§ **DATA IN THIS EXERCISE**:
..............................
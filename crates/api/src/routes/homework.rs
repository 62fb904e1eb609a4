//! Homework routes.

use axum::{
    Json, Router,
    extract::{Path, Query, State},
    http::StatusCode,
    routing::get,
};
use chrono::NaiveDate;
use scholaris_core::auth::UserRole;
use scholaris_db::{HomeworkFilter, HomeworkInput, HomeworkRepository, entities::homeworks};
use scholaris_shared::types::{PageRequest, PageResponse};
use serde::Deserialize;
use uuid::Uuid;
use validator::Validate;

use super::students::visible_student;
use crate::{
    AppState,
    error::{ApiError, ApiResult},
    extractors::ValidatedJson,
    middleware::AuthUser,
};

/// Creates the homework routes.
pub fn routes() -> Router<AppState> {
    Router::new()
        .route("/schools/{school}/homework", get(list_homework).post(create_homework))
        .route(
            "/schools/{school}/homework/{homework}",
            get(get_homework).put(update_homework).delete(delete_homework),
        )
        .route(
            "/schools/{school}/students/{student}/homework",
            get(student_homework),
        )
}

/// Query parameters for listing homework.
#[derive(Debug, Deserialize)]
pub struct HomeworkQuery {
    /// Class.
    pub class_id: Option<Uuid>,
    /// Subject.
    pub subject_id: Option<Uuid>,
    /// Teacher who set it.
    pub teacher_id: Option<Uuid>,
}

/// Request body for setting or replacing homework.
#[derive(Debug, Deserialize, Validate)]
pub struct HomeworkRequest {
    /// Class.
    pub class_id: Uuid,
    /// Subject.
    pub subject_id: Uuid,
    /// Title.
    #[validate(length(min = 1, max = 255, message = "Title is required"))]
    pub title: String,
    /// Instructions.
    #[validate(length(max = 5000, message = "Description must be at most 5000 characters"))]
    pub description: Option<String>,
    /// Day the work is due.
    pub due_date: NaiveDate,
}

impl From<HomeworkRequest> for HomeworkInput {
    fn from(req: HomeworkRequest) -> Self {
        Self {
            class_id: req.class_id,
            subject_id: req.subject_id,
            title: req.title.trim().to_string(),
            description: req.description,
            due_date: req.due_date,
        }
    }
}

/// GET `/schools/{school}/homework` - List homework.
async fn list_homework(
    State(state): State<AppState>,
    auth: AuthUser,
    Path(school_id): Path<Uuid>,
    Query(query): Query<HomeworkQuery>,
    Query(page): Query<PageRequest>,
) -> ApiResult<Json<PageResponse<homeworks::Model>>> {
    auth.require(UserRole::is_staff)?;
    let filter = HomeworkFilter {
        class_id: query.class_id,
        subject_id: query.subject_id,
        teacher_id: query.teacher_id,
    };
    let homework = HomeworkRepository::new(state.conn())
        .list(school_id, &filter, &page)
        .await?;
    Ok(Json(homework.into()))
}

/// GET `/schools/{school}/students/{student}/homework` - Homework of a
/// student's class. Parents see their own children only.
async fn student_homework(
    State(state): State<AppState>,
    auth: AuthUser,
    Path((school_id, student_id)): Path<(Uuid, Uuid)>,
    Query(page): Query<PageRequest>,
) -> ApiResult<Json<PageResponse<homeworks::Model>>> {
    let student = visible_student(&state, &auth, school_id, student_id).await?;
    let Some(class_id) = student.class_id else {
        return Ok(Json(PageResponse::new(Vec::new(), 1, page.normalized().per_page, 0)));
    };
    let filter = HomeworkFilter {
        class_id: Some(class_id),
        ..HomeworkFilter::default()
    };
    let homework = HomeworkRepository::new(state.conn())
        .list(school_id, &filter, &page)
        .await?;
    Ok(Json(homework.into()))
}

/// POST `/schools/{school}/homework` - Set homework.
async fn create_homework(
    State(state): State<AppState>,
    auth: AuthUser,
    Path(school_id): Path<Uuid>,
    ValidatedJson(payload): ValidatedJson<HomeworkRequest>,
) -> ApiResult<(StatusCode, Json<homeworks::Model>)> {
    auth.require(UserRole::can_teach)?;
    let homework = HomeworkRepository::new(state.conn())
        .create(school_id, auth.user_id(), payload.into())
        .await?;
    Ok((StatusCode::CREATED, Json(homework)))
}

async fn get_homework(
    State(state): State<AppState>,
    auth: AuthUser,
    Path((school_id, homework_id)): Path<(Uuid, Uuid)>,
) -> ApiResult<Json<homeworks::Model>> {
    auth.require(UserRole::is_staff)?;
    HomeworkRepository::new(state.conn())
        .find(school_id, homework_id)
        .await?
        .map(Json)
        .ok_or_else(|| ApiError::not_found("Homework not found"))
}

async fn update_homework(
    State(state): State<AppState>,
    auth: AuthUser,
    Path((school_id, homework_id)): Path<(Uuid, Uuid)>,
    ValidatedJson(payload): ValidatedJson<HomeworkRequest>,
) -> ApiResult<Json<homeworks::Model>> {
    let role = auth.require(UserRole::can_teach)?;
    let homework = HomeworkRepository::new(state.conn())
        .update(
            school_id,
            homework_id,
            auth.user_id(),
            role.can_manage_school(),
            payload.into(),
        )
        .await?;
    Ok(Json(homework))
}

async fn delete_homework(
    State(state): State<AppState>,
    auth: AuthUser,
    Path((school_id, homework_id)): Path<(Uuid, Uuid)>,
) -> ApiResult<StatusCode> {
    let role = auth.require(UserRole::can_teach)?;
    HomeworkRepository::new(state.conn())
        .delete(school_id, homework_id, auth.user_id(), role.can_manage_school())
        .await?;
    Ok(StatusCode::NO_CONTENT)
}
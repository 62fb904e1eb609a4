//! API route definitions.

use axum::{Router, middleware};

use crate::{
    AppState,
    middleware::{auth::auth_middleware, school::school_access},
};

pub mod academic;
pub mod attendance;
pub mod auth;
pub mod classes;
pub mod exams;
pub mod fees;
pub mod health;
pub mod homework;
pub mod lesson_plans;
pub mod messages;
pub mod notifications;
pub mod payments;
pub mod reports;
pub mod schools;
pub mod sections;
pub mod students;
pub mod subjects;
pub mod syllabuses;
pub mod timetables;
pub mod transactions;
pub mod users;

/// Routes under `/schools/{school}`.
fn school_routes() -> Router<AppState> {
    Router::new()
        .merge(schools::routes())
        .merge(users::routes())
        .merge(sections::routes())
        .merge(classes::routes())
        .merge(academic::routes())
        .merge(subjects::routes())
        .merge(students::routes())
        .merge(fees::routes())
        .merge(transactions::routes())
        .merge(exams::routes())
        .merge(attendance::routes())
        .merge(lesson_plans::routes())
        .merge(syllabuses::routes())
        .merge(timetables::routes())
        .merge(homework::routes())
        .merge(reports::routes())
}

/// Creates the API router with protected routes that need state for middleware.
#[allow(clippy::needless_pass_by_value)]
pub fn api_routes_with_state(state: AppState) -> Router<AppState> {
    // The school check reads the claims, so auth must run first: the layer
    // added last runs outermost.
    let scoped = school_routes().route_layer(middleware::from_fn(school_access));

    let protected_routes = Router::new()
        .merge(scoped)
        .merge(auth::protected_routes())
        .merge(payments::routes())
        .merge(notifications::routes())
        .merge(messages::routes())
        .route_layer(middleware::from_fn_with_state(state, auth_middleware));

    Router::new()
        .merge(health::routes())
        .merge(auth::routes())
        .merge(protected_routes)
}
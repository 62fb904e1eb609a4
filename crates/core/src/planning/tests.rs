//! Unit tests for planning rules.

use chrono::{NaiveDate, NaiveTime};
use proptest::prelude::*;
use rstest::rstest;
use scholaris_shared::types::{ClassId, UserId};
use uuid::Uuid;

use super::*;

const AUTHOR: PlanActor = PlanActor {
    is_author: true,
    is_reviewer: false,
};
const REVIEWER: PlanActor = PlanActor {
    is_author: false,
    is_reviewer: true,
};

fn at(hour: u32, minute: u32) -> NaiveTime {
    NaiveTime::from_hms_opt(hour, minute, 0).unwrap()
}

fn slot(start: (u32, u32), end: (u32, u32)) -> TimeSlot {
    TimeSlot::new(at(start.0, start.1), at(end.0, end.1)).unwrap()
}

fn entry(class_id: ClassId, teacher_id: UserId, day: Weekday, period: TimeSlot) -> ScheduledSlot {
    ScheduledSlot {
        id: Uuid::now_v7(),
        class_id,
        teacher_id,
        day,
        slot: period,
    }
}

#[rstest]
#[case(LessonPlanStatus::Draft, LessonPlanStatus::Submitted, AUTHOR)]
#[case(LessonPlanStatus::Submitted, LessonPlanStatus::Draft, AUTHOR)]
#[case(LessonPlanStatus::Rejected, LessonPlanStatus::Submitted, AUTHOR)]
#[case(LessonPlanStatus::Rejected, LessonPlanStatus::Draft, AUTHOR)]
#[case(LessonPlanStatus::Submitted, LessonPlanStatus::Approved, REVIEWER)]
#[case(LessonPlanStatus::Submitted, LessonPlanStatus::Rejected, REVIEWER)]
#[case(LessonPlanStatus::Draft, LessonPlanStatus::Draft, REVIEWER)]
fn test_allowed_transitions(
    #[case] from: LessonPlanStatus,
    #[case] to: LessonPlanStatus,
    #[case] actor: PlanActor,
) {
    assert_eq!(from.transition(to, actor), Ok(to));
}

#[test]
fn test_author_cannot_approve_own_plan() {
    assert_eq!(
        LessonPlanStatus::Submitted.transition(LessonPlanStatus::Approved, AUTHOR),
        Err(PlanningError::NotPermitted("a reviewer"))
    );
}

#[test]
fn test_reviewer_cannot_withdraw_for_author() {
    assert_eq!(
        LessonPlanStatus::Submitted.transition(LessonPlanStatus::Draft, REVIEWER),
        Err(PlanningError::NotPermitted("the author"))
    );
}

#[test]
fn test_draft_cannot_skip_review() {
    let both = PlanActor {
        is_author: true,
        is_reviewer: true,
    };
    assert_eq!(
        LessonPlanStatus::Draft.transition(LessonPlanStatus::Approved, both),
        Err(PlanningError::InvalidTransition {
            from: LessonPlanStatus::Draft,
            to: LessonPlanStatus::Approved,
        })
    );
}

#[test]
fn test_approved_plan_is_final() {
    assert_eq!(
        LessonPlanStatus::Approved.transition(LessonPlanStatus::Approved, REVIEWER),
        Err(PlanningError::Locked)
    );
    assert_eq!(
        LessonPlanStatus::Approved.transition(LessonPlanStatus::Rejected, REVIEWER),
        Err(PlanningError::Locked)
    );
    assert!(!LessonPlanStatus::Approved.is_editable());
    assert!(LessonPlanStatus::Rejected.is_editable());
}

#[test]
fn test_rejection_needs_remarks() {
    assert_eq!(
        LessonPlanStatus::Rejected.check_remarks(Some("  ")),
        Err(PlanningError::RemarksRequired)
    );
    assert_eq!(
        LessonPlanStatus::Rejected.check_remarks(None),
        Err(PlanningError::RemarksRequired)
    );
    assert!(LessonPlanStatus::Rejected.check_remarks(Some("Add objectives")).is_ok());
    assert!(LessonPlanStatus::Approved.check_remarks(None).is_ok());
}

#[test]
fn test_completion_date_follows_status() {
    let today = NaiveDate::from_ymd_opt(2026, 2, 10).unwrap();
    let earlier = NaiveDate::from_ymd_opt(2026, 2, 3).unwrap();

    assert_eq!(SyllabusStatus::Completed.completion_date(None, today), Some(today));
    assert_eq!(
        SyllabusStatus::Completed.completion_date(Some(earlier), today),
        Some(earlier)
    );
    assert_eq!(SyllabusStatus::InProgress.completion_date(Some(earlier), today), None);
    assert_eq!(SyllabusStatus::Pending.completion_date(None, today), None);
}

#[test]
fn test_slot_must_end_after_start() {
    assert_eq!(TimeSlot::new(at(9, 0), at(9, 0)), Err(PlanningError::EndBeforeStart));
    assert_eq!(TimeSlot::new(at(10, 0), at(9, 0)), Err(PlanningError::EndBeforeStart));
}

#[test]
fn test_back_to_back_slots_do_not_overlap() {
    assert!(!slot((8, 0), (8, 40)).overlaps(&slot((8, 40), (9, 20))));
    assert!(slot((8, 0), (8, 41)).overlaps(&slot((8, 40), (9, 20))));
}

#[test]
fn test_clash_detection() {
    let (jss1, jss2) = (ClassId::new(), ClassId::new());
    let (ada, bola) = (UserId::new(), UserId::new());
    let maths = entry(jss1, ada, Weekday::Monday, slot((8, 0), (8, 40)));
    let existing = [maths];

    let same_class = entry(jss1, bola, Weekday::Monday, slot((8, 20), (9, 0)));
    assert_eq!(same_class.find_clash(&existing), Some(Clash::Class(maths.id)));

    let same_teacher = entry(jss2, ada, Weekday::Monday, slot((8, 20), (9, 0)));
    assert_eq!(same_teacher.find_clash(&existing), Some(Clash::Teacher(maths.id)));

    let other_day = entry(jss1, ada, Weekday::Tuesday, slot((8, 0), (8, 40)));
    assert_eq!(other_day.find_clash(&existing), None);

    let unrelated = entry(jss2, bola, Weekday::Monday, slot((8, 0), (8, 40)));
    assert_eq!(unrelated.find_clash(&existing), None);

    let mut moved = maths;
    moved.slot = slot((8, 10), (8, 50));
    assert_eq!(moved.find_clash(&existing), None);
}

#[test]
fn test_due_date() {
    let set = NaiveDate::from_ymd_opt(2026, 3, 2).unwrap();
    assert!(check_due_date(set, set).is_ok());
    assert_eq!(
        check_due_date(set, set.pred_opt().unwrap()),
        Err(PlanningError::DueBeforeAssigned)
    );
}

proptest! {
    /// Overlap is symmetric and every slot overlaps itself.
    #[test]
    fn prop_overlap_symmetric(a in 0u32..1430, len_a in 1u32..10, b in 0u32..1430, len_b in 1u32..10) {
        let make = |start: u32, len: u32| {
            TimeSlot::new(
                NaiveTime::from_num_seconds_from_midnight_opt(start * 60, 0).unwrap(),
                NaiveTime::from_num_seconds_from_midnight_opt((start + len) * 60, 0).unwrap(),
            )
            .unwrap()
        };
        let (x, y) = (make(a, len_a), make(b, len_b));
        prop_assert_eq!(x.overlaps(&y), y.overlaps(&x));
        prop_assert!(x.overlaps(&x));
    }
}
..............................
Output each line of the listing above that has "timetables".

pub mod timetables;
        .merge(timetables::routes())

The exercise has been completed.